The CPU benchmark suite is a normal reporting benchmark, not a publication gate. Use it to collect comparable timings before deciding which cases should become release or publication thresholds.

Recent result snapshots:

Tenferro Benchmarks

Run the Rust Criterion benchmarks through the wrapper script:

bash scripts/bench-cpu.sh --kind tenferro

The script runs thread counts 1,2,4 by default. Override them with:

bash scripts/bench-cpu.sh --kind tenferro --threads 1,4

The wrapper pins common CPU thread controls for each run:

  • TENFERRO_BENCH_THREADS
  • RAYON_NUM_THREADS
  • OMP_NUM_THREADS
  • OPENBLAS_NUM_THREADS
  • MKL_NUM_THREADS
  • VECLIB_MAXIMUM_THREADS

Criterion setup creates input tensors outside the measured closure. AD cases use iter_batched so tensor data preparation happens in setup while the measured closure covers forward graph construction and backward execution.

LibTorch C++ Baseline

The canonical Torch baseline is the LibTorch C++ benchmark:

bash scripts/bench-cpu.sh --kind torch-cpp

This avoids Python dispatch overhead in small-matrix latency cases. The script uses the official CPU-only LibTorch ZIP distribution and builds only the small benchmark binary locally. It does not build PyTorch from source.

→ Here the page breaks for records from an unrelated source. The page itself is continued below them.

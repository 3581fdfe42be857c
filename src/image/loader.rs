//! Asynchronous image loading with a single-consumer notification queue.
//!
//! Providers run either inline or on worker threads. Every state change is
//! pushed to a shared queue as an [`ImageNotification`]; the pipeline drains
//! the queue on the render thread at the start of the next frame, so no
//! notification ever re-enters layout or paint.

use std::collections::HashMap;
use std::fmt;
use std::sync::atomic::{AtomicUsize, Ordering};
use std::sync::{Arc, Mutex, MutexGuard, PoisonError};
use std::thread::JoinHandle;

use super::{ImageError, ImageLoadPayload, ImageProvider};
use crate::tree::NodeId;

/// Identifies the request an event answers: the image node plus the
/// node's image generation at the time of the request.
#[derive(Debug, Clone, Copy, PartialEq, Eq, Hash)]
pub struct ImageTicket {
    pub node: NodeId,
    pub generation: u64,
}

#[derive(Debug, Clone)]
pub struct ImageRequest {
    pub ticket: ImageTicket,
    pub provider: Arc<dyn ImageProvider>,
}

#[derive(Debug, Clone)]
pub enum ImageEvent {
    Started,
    Progress { loaded: u64, total: Option<u64> },
    Loaded(ImageLoadPayload),
    Failed(Arc<ImageError>),
}

#[derive(Debug, Clone)]
pub struct ImageNotification {
    pub ticket: ImageTicket,
    pub event: ImageEvent,
}

/// Observer of image notifications, called on the render thread before
/// each notification reaches its node.
pub trait ImageLifecycle {
    fn on_event(&mut self, ticket: ImageTicket, event: &ImageEvent);
}

type Queue = Arc<Mutex<Vec<ImageNotification>>>;
type Cache = Arc<Mutex<HashMap<String, ImageLoadPayload>>>;

fn lock<T>(mutex: &Mutex<T>) -> MutexGuard<'_, T> {
    mutex.lock().unwrap_or_else(PoisonError::into_inner)
}

/// Runs image providers and queues their notifications.
pub struct ImageLoader {
    background: bool,
    queue: Queue,
    cache: Cache,
    in_flight: Arc<AtomicUsize>,
    workers: Vec<JoinHandle<()>>,
}

impl ImageLoader {
    /// With `background`, providers run on worker threads; otherwise
    /// [`submit`](Self::submit) loads before returning.
    pub fn new(background: bool) -> Self {
        Self {
            background,
            queue: Arc::new(Mutex::new(Vec::new())),
            cache: Arc::new(Mutex::new(HashMap::new())),
            in_flight: Arc::new(AtomicUsize::new(0)),
            workers: Vec::new(),
        }
    }

    pub fn submit(&mut self, request: ImageRequest) {
        let ImageRequest { ticket, provider } = request;
        let key = provider.key();

        push(&self.queue, ticket, ImageEvent::Started);

        if let Some(payload) = lock(&self.cache).get(&key).cloned() {
            log::trace!("image cache hit for {key}");
            push(&self.queue, ticket, ImageEvent::Loaded(payload));
            return;
        }

        self.in_flight.fetch_add(1, Ordering::SeqCst);
        let queue = Arc::clone(&self.queue);
        let cache = Arc::clone(&self.cache);
        let in_flight = Arc::clone(&self.in_flight);
        let job = move || {
            run_load(provider.as_ref(), key, ticket, &queue, &cache);
            in_flight.fetch_sub(1, Ordering::SeqCst);
        };

        if self.background {
            self.workers.retain(|worker| !worker.is_finished());
            self.workers.push(std::thread::spawn(job));
        } else {
            job();
        }
    }

    /// Take every queued notification, oldest first.
    pub fn drain(&self) -> Vec<ImageNotification> {
        std::mem::take(&mut *lock(&self.queue))
    }

    pub fn has_pending(&self) -> bool {
        !lock(&self.queue).is_empty()
    }

    /// Loads that have not finished yet.
    pub fn in_flight(&self) -> usize {
        self.in_flight.load(Ordering::SeqCst)
    }

    /// Block until every worker thread has finished.
    pub fn wait_idle(&mut self) {
        for worker in self.workers.drain(..) {
            if worker.join().is_err() {
                log::warn!("image worker panicked");
            }
        }
    }

    pub fn cached(&self, key: &str) -> Option<ImageLoadPayload> {
        lock(&self.cache).get(key).cloned()
    }

    pub fn clear_cache(&self) {
        lock(&self.cache).clear();
    }
}

impl Default for ImageLoader {
    fn default() -> Self {
        Self::new(false)
    }
}

impl fmt::Debug for ImageLoader {
    fn fmt(&self, f: &mut fmt::Formatter<'_>) -> fmt::Result {
        f.debug_struct("ImageLoader")
            .field("background", &self.background)
            .field("in_flight", &self.in_flight())
            .finish()
    }
}

fn push(queue: &Mutex<Vec<ImageNotification>>, ticket: ImageTicket, event: ImageEvent) {
    lock(queue).push(ImageNotification { ticket, event });
}

fn run_load(
    provider: &dyn ImageProvider,
    key: String,
    ticket: ImageTicket,
    queue: &Mutex<Vec<ImageNotification>>,
    cache: &Mutex<HashMap<String, ImageLoadPayload>>,
) {
    let mut report = |loaded: u64, total: Option<u64>| push(queue, ticket, ImageEvent::Progress { loaded, total });

    match provider.load(&mut report) {
        Ok(payload) => {
            log::debug!("loaded image {key} ({}x{})", payload.size.width, payload.size.height);
            lock(cache).insert(key, payload.clone());
            push(queue, ticket, ImageEvent::Loaded(payload));
        }
        Err(error) => {
            log::warn!("failed to load image {key}: {error}");
            push(queue, ticket, ImageEvent::Failed(Arc::new(error)));
        }
    }
}

#[cfg(test)]
mod tests {
    use super::*;
    use crate::image::{ImageHandle, MemoryImageProvider, ProgressFn};
    use crate::layout::Size;

    #[derive(Debug)]
    struct Solid;

    impl ImageProvider for Solid {
        fn key(&self) -> String {
            "solid".into()
        }

        fn load(&self, progress: ProgressFn<'_>) -> Result<ImageLoadPayload, ImageError> {
            progress(1, Some(1));
            Ok(ImageLoadPayload::new(ImageHandle::new(image::RgbaImage::new(4, 2))))
        }
    }

    fn ticket() -> ImageTicket {
        ImageTicket {
            node: NodeId::new(0, 0),
            generation: 1,
        }
    }

    #[test]
    fn test_inline_load_queues_lifecycle() {
        let mut loader = ImageLoader::new(false);
        loader.submit(ImageRequest {
            ticket: ticket(),
            provider: Arc::new(Solid),
        });

        let events: Vec<_> = loader.drain().into_iter().map(|n| n.event).collect();
        assert_eq!(events.len(), 3);
        assert!(matches!(events[0], ImageEvent::Started));
        assert!(matches!(events[1], ImageEvent::Progress { loaded: 1, total: Some(1) }));
        let ImageEvent::Loaded(payload) = &events[2] else {
            panic!("expected Loaded, got {:?}", events[2]);
        };
        assert_eq!(payload.size, Size::new(4.0, 2.0));
        assert!(!loader.has_pending());
        assert_eq!(loader.in_flight(), 0);
    }

    #[test]
    fn test_second_request_hits_cache() {
        let mut loader = ImageLoader::new(false);
        for _ in 0..2 {
            loader.submit(ImageRequest {
                ticket: ticket(),
                provider: Arc::new(Solid),
            });
        }
        let events: Vec<_> = loader.drain().into_iter().map(|n| n.event).collect();
        // Started, Progress, Loaded, then Started, Loaded from the cache
        assert_eq!(events.len(), 5);
        assert!(loader.cached("solid").is_some());
    }

    #[test]
    fn test_failure_is_queued_not_raised() {
        let mut loader = ImageLoader::new(false);
        loader.submit(ImageRequest {
            ticket: ticket(),
            provider: Arc::new(MemoryImageProvider::new("bad", vec![0u8; 4])),
        });
        let last = loader.drain().pop().map(|n| n.event);
        assert!(matches!(last, Some(ImageEvent::Failed(_))));
    }

    #[test]
    fn test_background_load_completes() {
        let mut loader = ImageLoader::new(true);
        loader.submit(ImageRequest {
            ticket: ticket(),
            provider: Arc::new(Solid),
        });
        loader.wait_idle();
        assert_eq!(loader.in_flight(), 0);
        assert!(loader
            .drain()
            .iter()
            .any(|n| matches!(n.event, ImageEvent::Loaded(_))));
    }
}
use super::{dry_layout_proxy, layout_proxy, RenderBox};
use crate::error::Result;
use crate::layout::{BoxConstraints, Size};
use crate::tree::{NodeId, Tree};

/// Plain proxy: sizes to its child, or to the smallest allowed size when it
/// has none. Usually the root, where the viewport makes that the full view.
#[derive(Debug, Clone, Default)]
pub struct View;

impl View {
    pub fn new() -> Self {
        Self
    }
}

impl RenderBox for View {
    fn perform_layout(&mut self, tree: &mut Tree, id: NodeId, constraints: BoxConstraints) -> Result<Size> {
        layout_proxy(tree, id, constraints)
    }

    fn dry_layout(&self, tree: &Tree, id: NodeId, constraints: BoxConstraints) -> Result<Size> {
        dry_layout_proxy(tree, id, constraints)
    }
}
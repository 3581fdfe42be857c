use crate::geometry::{Offset, Rect};

#[derive(Debug, Clone, Copy, PartialEq)]
pub enum PathCommand {
    MoveTo(Offset),
    LineTo(Offset),
    Close,
    Rect(Rect),
    Oval(Rect),
}

/// A sequence of outline commands, used for path clips and fills.
///
/// Containment uses the even-odd rule across all sub-paths.
#[derive(Debug, Clone, Default, PartialEq)]
pub struct Path {
    commands: Vec<PathCommand>,
}

impl Path {
    pub fn new() -> Self {
        Self::default()
    }

    pub fn move_to(&mut self, point: Offset) -> &mut Self {
        self.commands.push(PathCommand::MoveTo(point));
        self
    }

    pub fn line_to(&mut self, point: Offset) -> &mut Self {
        self.commands.push(PathCommand::LineTo(point));
        self
    }

    pub fn close(&mut self) -> &mut Self {
        self.commands.push(PathCommand::Close);
        self
    }

    pub fn add_rect(&mut self, rect: Rect) -> &mut Self {
        self.commands.push(PathCommand::Rect(rect));
        self
    }

    pub fn add_oval(&mut self, rect: Rect) -> &mut Self {
        self.commands.push(PathCommand::Oval(rect));
        self
    }

    /// Closed polygon through `points`.
    pub fn polygon(points: &[Offset]) -> Self {
        let mut path = Path::new();
        if let Some((&first, rest)) = points.split_first() {
            path.move_to(first);
            for &point in rest {
                path.line_to(point);
            }
            path.close();
        }
        path
    }

    pub fn commands(&self) -> &[PathCommand] {
        &self.commands
    }

    pub fn is_empty(&self) -> bool {
        self.commands.is_empty()
    }

    /// The same path moved by `offset`.
    pub fn shift(&self, offset: Offset) -> Path {
        let commands = self
            .commands
            .iter()
            .map(|command| match *command {
                PathCommand::MoveTo(p) => PathCommand::MoveTo(p + offset),
                PathCommand::LineTo(p) => PathCommand::LineTo(p + offset),
                PathCommand::Close => PathCommand::Close,
                PathCommand::Rect(r) => PathCommand::Rect(r.translate(offset)),
                PathCommand::Oval(r) => PathCommand::Oval(r.translate(offset)),
            })
            .collect();
        Path { commands }
    }

    pub fn contains(&self, point: Offset) -> bool {
        let mut inside = false;
        let mut start: Option<Offset> = None;
        let mut current: Option<Offset> = None;

        for command in &self.commands {
            match *command {
                PathCommand::MoveTo(p) => {
                    if let (Some(s), Some(c)) = (start, current) {
                        inside ^= crosses(c, s, point);
                    }
                    start = Some(p);
                    current = Some(p);
                }
                PathCommand::LineTo(p) => {
                    if let Some(c) = current {
                        inside ^= crosses(c, p, point);
                    } else {
                        start = Some(p);
                    }
                    current = Some(p);
                }
                PathCommand::Close => {
                    if let (Some(s), Some(c)) = (start, current) {
                        inside ^= crosses(c, s, point);
                    }
                    current = start;
                }
                PathCommand::Rect(r) => inside ^= r.contains(point),
                PathCommand::Oval(r) => inside ^= oval_contains(r, point),
            }
        }
        // An open trailing sub-path is implicitly closed
        if let (Some(s), Some(c)) = (start, current) {
            if s != c {
                inside ^= crosses(c, s, point);
            }
        }
        inside
    }
}

/// Whether a horizontal ray from `p` to +x crosses segment `a`→`b`.
fn crosses(a: Offset, b: Offset, p: Offset) -> bool {
    if (a.y > p.y) == (b.y > p.y) {
        return false;
    }
    let x = a.x + (p.y - a.y) / (b.y - a.y) * (b.x - a.x);
    p.x < x
}

fn oval_contains(r: Rect, p: Offset) -> bool {
    let rx = r.width / 2.0;
    let ry = r.height / 2.0;
    if rx <= 0.0 || ry <= 0.0 {
        return false;
    }
    let dx = (p.x - (r.x + rx)) / rx;
    let dy = (p.y - (r.y + ry)) / ry;
    dx * dx + dy * dy <= 1.0
}

#[cfg(test)]
mod tests {
    use super::*;

    #[test]
    fn test_triangle_contains() {
        let path = Path::polygon(&[
            Offset::new(0.0, 0.0),
            Offset::new(100.0, 0.0),
            Offset::new(0.0, 100.0),
        ]);
        assert!(path.contains(Offset::new(10.0, 10.0)));
        assert!(!path.contains(Offset::new(90.0, 90.0)));
    }

    #[test]
    fn test_oval_and_even_odd() {
        let mut path = Path::new();
        path.add_oval(Rect::new(0.0, 0.0, 100.0, 100.0));
        assert!(path.contains(Offset::new(50.0, 50.0)));
        assert!(!path.contains(Offset::new(2.0, 2.0)));

        // A rect inside the oval punches a hole
        path.add_rect(Rect::new(40.0, 40.0, 20.0, 20.0));
        assert!(!path.contains(Offset::new(50.0, 50.0)));
        assert!(path.contains(Offset::new(30.0, 50.0)));
    }

    #[test]
    fn test_shift() {
        let mut path = Path::new();
        path.add_rect(Rect::new(0.0, 0.0, 10.0, 10.0));
        let moved = path.shift(Offset::new(20.0, 0.0));
        assert!(moved.contains(Offset::new(25.0, 5.0)));
        assert!(!moved.contains(Offset::new(5.0, 5.0)));
    }
}
use super::{dry_layout_proxy, layout_proxy, RenderBox};
use crate::alignment::Alignment;
use crate::error::Result;
use crate::geometry::Offset;
use crate::hit_test::HitTestResult;
use crate::layout::{BoxConstraints, Size};
use crate::painting::PaintingContext;
use crate::transform::Transform;
use crate::tree::{DirtyFlags, NodeId, Tree};

/// Applies a transform to its child when painting and hit testing.
///
/// Layout is unaffected. The transform pivots on `origin` plus the point
/// `alignment` picks inside the box; with neither set it pivots on the
/// top-left corner.
#[derive(Debug, Clone)]
pub struct TransformBox {
    transform: Transform,
    origin: Option<Offset>,
    alignment: Option<Alignment>,
}

impl TransformBox {
    pub fn new(transform: Transform) -> Self {
        Self {
            transform,
            origin: None,
            alignment: None,
        }
    }

    pub fn with_origin(mut self, origin: Offset) -> Self {
        self.origin = Some(origin);
        self
    }

    pub fn with_alignment(mut self, alignment: Alignment) -> Self {
        self.alignment = Some(alignment);
        self
    }

    pub fn transform(&self) -> Transform {
        self.transform
    }

    pub fn set_transform(&mut self, transform: Transform) -> DirtyFlags {
        if transform == self.transform {
            return DirtyFlags::empty();
        }
        self.transform = transform;
        DirtyFlags::NEEDS_PAINT
    }

    pub fn set_origin(&mut self, origin: Option<Offset>) -> DirtyFlags {
        if origin == self.origin {
            return DirtyFlags::empty();
        }
        self.origin = origin;
        DirtyFlags::NEEDS_PAINT
    }

    pub fn set_alignment(&mut self, alignment: Option<Alignment>) -> DirtyFlags {
        if alignment == self.alignment {
            return DirtyFlags::empty();
        }
        self.alignment = alignment;
        DirtyFlags::NEEDS_PAINT
    }

    /// The transform in local coordinates, pivot applied.
    pub fn effective_transform(&self, size: Size) -> Transform {
        let mut pivot = self.origin.unwrap_or(Offset::ZERO);
        if let Some(alignment) = self.alignment {
            pivot += alignment.along_size(size);
        }
        if pivot.is_zero() {
            self.transform
        } else {
            self.transform.about(pivot)
        }
    }
}

impl RenderBox for TransformBox {
    fn perform_layout(&mut self, tree: &mut Tree, id: NodeId, constraints: BoxConstraints) -> Result<Size> {
        layout_proxy(tree, id, constraints)
    }

    fn dry_layout(&self, tree: &Tree, id: NodeId, constraints: BoxConstraints) -> Result<Size> {
        dry_layout_proxy(tree, id, constraints)
    }

    fn paint(&self, tree: &Tree, id: NodeId, ctx: &mut PaintingContext<'_>, offset: Offset) -> Result<()> {
        let transform = self.effective_transform(tree.size(id)?);
        if let Some(translation) = transform.as_translation() {
            return tree.paint_children(id, ctx, offset + translation);
        }
        ctx.push_transform(offset, &transform, |ctx| tree.paint_children(id, ctx, offset))
    }

    fn hit_test(&self, tree: &Tree, id: NodeId, result: &mut HitTestResult, position: Offset) -> Result<bool> {
        let size = tree.size(id)?;
        // A singular transform collapses the child to nothing
        let Some(inverse) = self.effective_transform(size).try_inverse() else {
            return Ok(false);
        };

        // The box itself is hit where it paints, in transformed space
        let local = inverse.transform_point(position);
        if tree.hit_test_children(id, result, local)? || size.contains(local) {
            result.add(id, position);
            return Ok(true);
        }
        Ok(false)
    }
}
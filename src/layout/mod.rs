pub mod constraints;
pub mod flex;
pub mod stack;
pub mod wrap;

pub use constraints::{BoxConstraints, Size};
pub use flex::Flex;
pub use stack::{Stack, StackPosition};
pub use wrap::Wrap;

/// Direction for flex and wrap layout
#[derive(Debug, Clone, Copy, PartialEq, Eq, Default)]
pub enum Axis {
    #[default]
    Horizontal,
    Vertical,
}

impl Axis {
    pub fn flip(self) -> Axis {
        match self {
            Axis::Horizontal => Axis::Vertical,
            Axis::Vertical => Axis::Horizontal,
        }
    }
}

/// Main axis alignment for flex layouts; also used for wrap runs
#[derive(Debug, Clone, Copy, PartialEq, Eq, Default)]
pub enum MainAxisAlignment {
    #[default]
    Start,
    Center,
    End,
    SpaceBetween,
    SpaceAround,
    SpaceEvenly,
}

impl MainAxisAlignment {
    /// `(leading, between)` space for `child_count` items sharing `free_space`.
    ///
    /// `spacing` is always added to the between-space, even when the
    /// alignment distributes nothing.
    pub fn distribute(self, free_space: f32, child_count: usize, spacing: f32) -> (f32, f32) {
        match self {
            MainAxisAlignment::Start => (0.0, spacing),
            MainAxisAlignment::Center => (free_space / 2.0, spacing),
            MainAxisAlignment::End => (free_space, spacing),
            MainAxisAlignment::SpaceBetween => {
                if child_count > 1 {
                    (0.0, free_space / (child_count - 1) as f32 + spacing)
                } else {
                    (0.0, spacing)
                }
            }
            MainAxisAlignment::SpaceAround => {
                if child_count == 0 {
                    return (0.0, spacing);
                }
                let space = free_space / child_count as f32;
                (space / 2.0, space + spacing)
            }
            MainAxisAlignment::SpaceEvenly => {
                let space = free_space / (child_count + 1) as f32;
                (space, space + spacing)
            }
        }
    }
}

/// Cross axis alignment for flex layouts
#[derive(Debug, Clone, Copy, PartialEq, Eq, Default)]
pub enum CrossAxisAlignment {
    Start,
    #[default]
    Center,
    End,
    Stretch,
    /// Align children's top edges; without a baseline source this behaves
    /// like `Start`.
    Baseline,
}

/// Whether a flex fills its main axis or shrinks to its children.
#[derive(Debug, Clone, Copy, PartialEq, Eq, Default)]
pub enum MainAxisSize {
    Min,
    #[default]
    Max,
}

/// How a flexible child uses the space allocated to it.
#[derive(Debug, Clone, Copy, PartialEq, Eq, Default)]
pub enum FlexFit {
    /// The child is forced to fill its share.
    #[default]
    Tight,
    /// The child may be smaller than its share.
    Loose,
}

/// Placement of runs in the cross axis, or children within a run.
#[derive(Debug, Clone, Copy, PartialEq, Eq, Default)]
pub enum WrapAlignment {
    #[default]
    Start,
    End,
    Center,
    SpaceBetween,
    SpaceAround,
    SpaceEvenly,
}

impl From<WrapAlignment> for MainAxisAlignment {
    fn from(value: WrapAlignment) -> Self {
        match value {
            WrapAlignment::Start => MainAxisAlignment::Start,
            WrapAlignment::End => MainAxisAlignment::End,
            WrapAlignment::Center => MainAxisAlignment::Center,
            WrapAlignment::SpaceBetween => MainAxisAlignment::SpaceBetween,
            WrapAlignment::SpaceAround => MainAxisAlignment::SpaceAround,
            WrapAlignment::SpaceEvenly => MainAxisAlignment::SpaceEvenly,
        }
    }
}

/// Placement of a child within its run's cross extent.
#[derive(Debug, Clone, Copy, PartialEq, Eq, Default)]
pub enum WrapCrossAlignment {
    #[default]
    Start,
    End,
    Center,
}

impl WrapCrossAlignment {
    pub fn offset(self, run_cross: f32, child_cross: f32) -> f32 {
        match self {
            WrapCrossAlignment::Start => 0.0,
            WrapCrossAlignment::End => run_cross - child_cross,
            WrapCrossAlignment::Center => (run_cross - child_cross) / 2.0,
        }
    }
}

/// How non-positioned stack children are constrained.
#[derive(Debug, Clone, Copy, PartialEq, Eq, Default)]
pub enum StackFit {
    /// Children may be anywhere between zero and the stack's max size.
    #[default]
    Loose,
    /// Children are forced to the stack's biggest size.
    Expand,
    /// The stack's constraints are handed down unchanged.
    Passthrough,
}

#[cfg(test)]
mod tests {
    use super::*;

    #[test]
    fn test_distribute_start_center_end() {
        assert_eq!(MainAxisAlignment::Start.distribute(30.0, 3, 5.0), (0.0, 5.0));
        assert_eq!(MainAxisAlignment::Center.distribute(30.0, 3, 5.0), (15.0, 5.0));
        assert_eq!(MainAxisAlignment::End.distribute(30.0, 3, 5.0), (30.0, 5.0));
    }

    #[test]
    fn test_distribute_space_variants() {
        assert_eq!(
            MainAxisAlignment::SpaceBetween.distribute(30.0, 4, 0.0),
            (0.0, 10.0)
        );
        assert_eq!(
            MainAxisAlignment::SpaceAround.distribute(30.0, 3, 0.0),
            (5.0, 10.0)
        );
        assert_eq!(
            MainAxisAlignment::SpaceEvenly.distribute(30.0, 2, 0.0),
            (10.0, 10.0)
        );
    }

    #[test]
    fn test_space_between_single_child_has_no_gap() {
        assert_eq!(
            MainAxisAlignment::SpaceBetween.distribute(50.0, 1, 4.0),
            (0.0, 4.0)
        );
    }

    #[test]
    fn test_space_between_without_free_space_uses_only_spacing() {
        assert_eq!(
            MainAxisAlignment::SpaceBetween.distribute(0.0, 3, 6.0),
            (0.0, 6.0)
        );
    }

    #[test]
    fn test_wrap_cross_offset() {
        assert_eq!(WrapCrossAlignment::Start.offset(20.0, 10.0), 0.0);
        assert_eq!(WrapCrossAlignment::End.offset(20.0, 10.0), 10.0);
        assert_eq!(WrapCrossAlignment::Center.offset(20.0, 10.0), 5.0);
    }
}
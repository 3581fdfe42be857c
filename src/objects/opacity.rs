use super::{dry_layout_proxy, layout_proxy, RenderBox};
use crate::error::{Error, Result};
use crate::geometry::Offset;
use crate::layout::{BoxConstraints, Size};
use crate::painting::PaintingContext;
use crate::tree::{DirtyFlags, NodeId, Tree};

/// Paints its child partially transparent.
#[derive(Debug, Clone)]
pub struct Opacity {
    opacity: f32,
}

fn check_opacity(opacity: f32) -> Result<()> {
    if (0.0..=1.0).contains(&opacity) {
        Ok(())
    } else {
        Err(Error::InvalidArgument(format!(
            "opacity must be within [0, 1], got {opacity}"
        )))
    }
}

impl Opacity {
    pub fn new(opacity: f32) -> Result<Self> {
        check_opacity(opacity)?;
        Ok(Self { opacity })
    }

    pub fn opacity(&self) -> f32 {
        self.opacity
    }

    pub fn set_opacity(&mut self, opacity: f32) -> Result<DirtyFlags> {
        check_opacity(opacity)?;
        if opacity == self.opacity {
            return Ok(DirtyFlags::empty());
        }
        self.opacity = opacity;
        Ok(DirtyFlags::NEEDS_PAINT)
    }
}

impl RenderBox for Opacity {
    fn perform_layout(&mut self, tree: &mut Tree, id: NodeId, constraints: BoxConstraints) -> Result<Size> {
        layout_proxy(tree, id, constraints)
    }

    fn dry_layout(&self, tree: &Tree, id: NodeId, constraints: BoxConstraints) -> Result<Size> {
        dry_layout_proxy(tree, id, constraints)
    }

    fn paint(&self, tree: &Tree, id: NodeId, ctx: &mut PaintingContext<'_>, offset: Offset) -> Result<()> {
        if self.opacity == 0.0 {
            return Ok(());
        }
        if self.opacity == 1.0 {
            return tree.paint_children(id, ctx, offset);
        }
        ctx.push_opacity(self.opacity, |ctx| tree.paint_children(id, ctx, offset))
    }
}
//! Elevation tokens (box shadows)

use crate::theme::TokenScale;

/// Elevation levels, `level-0` (flat) through `level-5`
#[derive(Clone, Copy, Debug, Hash, Eq, PartialEq)]
pub enum ElevationToken {
    Level0,
    Level1,
    Level2,
    Level3,
    Level4,
    Level5,
}

impl ElevationToken {
    pub const ALL: [ElevationToken; 6] = [
        ElevationToken::Level0,
        ElevationToken::Level1,
        ElevationToken::Level2,
        ElevationToken::Level3,
        ElevationToken::Level4,
        ElevationToken::Level5,
    ];

    pub fn key(self) -> &'static str {
        match self {
            ElevationToken::Level0 => "level-0",
            ElevationToken::Level1 => "level-1",
            ElevationToken::Level2 => "level-2",
            ElevationToken::Level3 => "level-3",
            ElevationToken::Level4 => "level-4",
            ElevationToken::Level5 => "level-5",
        }
    }

    /// Numeric level, used for the `elevation-<n>` alias tokens
    pub fn level(self) -> u8 {
        match self {
            ElevationToken::Level0 => 0,
            ElevationToken::Level1 => 1,
            ElevationToken::Level2 => 2,
            ElevationToken::Level3 => 3,
            ElevationToken::Level4 => 4,
            ElevationToken::Level5 => 5,
        }
    }
}

#[derive(Clone, Debug, PartialEq, Eq)]
pub struct ElevationTokens {
    pub level_0: &'static str,
    pub level_1: &'static str,
    pub level_2: &'static str,
    pub level_3: &'static str,
    pub level_4: &'static str,
    pub level_5: &'static str,
}

impl ElevationTokens {
    pub fn get(&self, token: ElevationToken) -> &'static str {
        match token {
            ElevationToken::Level0 => self.level_0,
            ElevationToken::Level1 => self.level_1,
            ElevationToken::Level2 => self.level_2,
            ElevationToken::Level3 => self.level_3,
            ElevationToken::Level4 => self.level_4,
            ElevationToken::Level5 => self.level_5,
        }
    }

    pub fn to_scale(&self) -> TokenScale {
        ElevationToken::ALL
            .iter()
            .map(|t| (t.key().to_string(), self.get(*t).to_string()))
            .collect()
    }
}

impl Default for ElevationTokens {
    fn default() -> Self {
        Self {
            level_0: "none",
            level_1: "0px 1px 3px rgba(0, 0, 0, 0.12), 0px 1px 2px rgba(0, 0, 0, 0.24)",
            level_2: "0px 3px 6px rgba(0, 0, 0, 0.16), 0px 3px 6px rgba(0, 0, 0, 0.23)",
            level_3: "0px 10px 20px rgba(0, 0, 0, 0.19), 0px 6px 6px rgba(0, 0, 0, 0.23)",
            level_4: "0px 15px 25px rgba(0, 0, 0, 0.15), 0px 10px 10px rgba(0, 0, 0, 0.05)",
            level_5: "0px 20px 40px rgba(0, 0, 0, 0.2)",
        }
    }
}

By default, the script stores downloaded LibTorch files under the main worktree, not under linked git worktrees:

third_party/libtorch/

This avoids one LibTorch download per temporary worktree. Set TENFERRO_BENCH_DEPS_DIR to choose a different cache directory, or set LIBTORCH_DIR to point at an existing LibTorch installation.

The default LibTorch URL can be overridden:

LIBTORCH_URL=https://download.pytorch.org/libtorch/cpu/libtorch-cxx11-abi-shared-with-deps-2.7.0%2Bcpu.zip \
  bash scripts/bench-cpu.sh --kind torch-cpp

Scope

The initial CPU suite covers:

  • matmul and matmul-like einsum for small and medium/large sizes
  • svd, qr, eigh, and solve
  • batched small einsum with the batch index on the right
  • representative N-ary einsum patterns
  • AD for sum(matmul), sum(svd(A).S), and sum(solve(A, b))
  • f64 as the primary dtype, with selected c64 cases

The sum(svd(A).S) AD benchmark uses the same square sizes as the primal SVD benchmark: 4x4, 8x8, 16x16, 32x32, 64x64, and 128x128.

GPU benchmarks and hard threshold comparisons are intentionally deferred.